Skip to main content
Some PDAL stages (for instance filters.delaunay) create TIN type mesh data. This data can be accessed in Python using the Pipeline.meshes property.

Accessing mesh data with Pipeline.meshes

The Pipeline.meshes property returns a numpy.ndarray of shape (1,n) where n is the number of triangles in the mesh.
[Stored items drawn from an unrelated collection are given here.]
use schemars::JsonSchema;
use serde::{Deserialize, Serialize};

use super::OrderId;
use crate::{
    models::ticket::{TicketCreatePayload, TicketWithFlight},
    users::UserId,
};

#[derive(Serialize, Deserialize, Debug, Clone, JsonSchema, sqlx::FromRow)]
pub struct Order {
    pub id: OrderId,
    pub user_id: UserId,
    pub created_at: chrono::DateTime<chrono::Utc>,
}

/// Orders always serialize with their tickets, and each ticket embeds a flight summary.
#[derive(Serialize, Debug, Clone, JsonSchema)]
pub struct OrderWithTickets {
    pub id: OrderId,
    pub created_at: chrono::DateTime<chrono::Utc>,
    pub tickets: Vec<TicketWithFlight>,
}

#[derive(Deserialize, Debug, Clone, JsonSchema)]
#[cfg_attr(test, derive(Serialize))]
pub struct OrderCreatePayload {
    pub tickets: Vec<TicketCreatePayload>,
}
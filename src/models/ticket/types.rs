use schemars::JsonSchema;
use serde::{Deserialize, Serialize};

use super::TicketId;
use crate::{models::flight::FlightId, Error};

#[derive(Serialize, Deserialize, Debug, Clone, JsonSchema, sqlx::FromRow)]
pub struct Ticket {
    pub id: TicketId,
    pub flight_id: FlightId,
    pub seat: i32,
    pub row: i32,
}

/// The short flight description embedded in order views.
#[derive(Serialize, Deserialize, Debug, Clone, JsonSchema)]
pub struct TicketFlightSummary {
    pub id: FlightId,
    /// "<source airport> - <destination airport>"
    pub route: String,
    pub departure_time: chrono::DateTime<chrono::Utc>,
    pub arrival_time: chrono::DateTime<chrono::Utc>,
}

#[derive(Serialize, Deserialize, Debug, Clone, JsonSchema)]
pub struct TicketWithFlight {
    pub id: TicketId,
    pub row: i32,
    pub seat: i32,
    pub flight: TicketFlightSummary,
}

#[derive(Deserialize, Debug, Clone, JsonSchema)]
#[cfg_attr(test, derive(Serialize))]
pub struct TicketCreatePayload {
    pub flight_id: FlightId,
    pub row: i32,
    pub seat: i32,
}

/// Check a requested seat against the airplane's dimensions.
pub fn validate_seat(row: i32, seat: i32, rows: i32, seats_in_row: i32) -> Result<(), Error> {
    if row < 1 || row > rows {
        return Err(Error::Validation(
            format!("row must be in the range 1..={rows}, got {row}").into(),
        ));
    }
    if seat < 1 || seat > seats_in_row {
        return Err(Error::Validation(
            format!("seat must be in the range 1..={seats_in_row}, got {seat}").into(),
        ));
    }
    Ok(())
}

#[cfg(test)]
mod test {
    use super::*;

    #[test]
    fn accepts_seats_inside_the_airplane() {
        assert!(validate_seat(1, 1, 20, 6).is_ok());
        assert!(validate_seat(20, 6, 20, 6).is_ok());
        assert!(validate_seat(10, 3, 20, 6).is_ok());
    }

    #[test]
    fn rejects_seats_outside_the_airplane() {
        assert!(validate_seat(0, 1, 20, 6).is_err());
        assert!(validate_seat(21, 1, 20, 6).is_err());
        assert!(validate_seat(1, 0, 20, 6).is_err());
        assert!(validate_seat(1, 7, 20, 6).is_err());
        assert!(validate_seat(-1, -1, 20, 6).is_err());
    }
}
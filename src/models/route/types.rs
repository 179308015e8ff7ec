use schemars::JsonSchema;
use serde::{Deserialize, Serialize};

use super::RouteId;
use crate::models::airport::AirportId;

#[derive(Serialize, Deserialize, Debug, Clone, JsonSchema, sqlx::FromRow)]
pub struct Route {
    pub id: RouteId,
    pub source_id: AirportId,
    pub destination_id: AirportId,
    pub distance: i32,
    pub created_at: chrono::DateTime<chrono::Utc>,
    pub updated_at: chrono::DateTime<chrono::Utc>,
}

pub type RouteCreateResult = Route;

/// The list view joins both airports and shows their names.
#[derive(Serialize, Deserialize, Debug, Clone, JsonSchema, sqlx::FromRow)]
pub struct RouteListResult {
    pub id: RouteId,
    pub source: String,
    pub destination: String,
    pub distance: i32,
    pub created_at: chrono::DateTime<chrono::Utc>,
    pub updated_at: chrono::DateTime<chrono::Utc>,
}

#[derive(Deserialize, Debug, Clone, JsonSchema)]
#[cfg_attr(test, derive(Serialize))]
pub struct RouteCreatePayload {
    pub source_id: AirportId,
    pub destination_id: AirportId,
    pub distance: i32,
}

pub type RouteUpdatePayload = RouteCreatePayload;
If the PointView contains no mesh data, then n = 0.
Like Pipeline.arrays, Pipeline.meshes returns a list of numpy.ndarray to provide for the case where the output from a Pipeline is multiple PointViews.

Triangle structure

Each Triangle is a tuple (A,B,C) where A, B and C are indices into the PointView identifying the point that is the vertex for the Triangle.
import pdal

pipeline = pdal.Reader("input.las") | pdal.Filter.delaunay()
pipeline.execute()

# Access mesh data
mesh = pipeline.meshes[0]
print(f"Number of triangles: {len(mesh)}")

# Each triangle contains three indices
for triangle in mesh[:10]:  # First 10 triangles
    a, b, c = triangle["A"], triangle["B"], triangle["C"]
    print(f"Triangle vertices: {a}, {b}, {c}")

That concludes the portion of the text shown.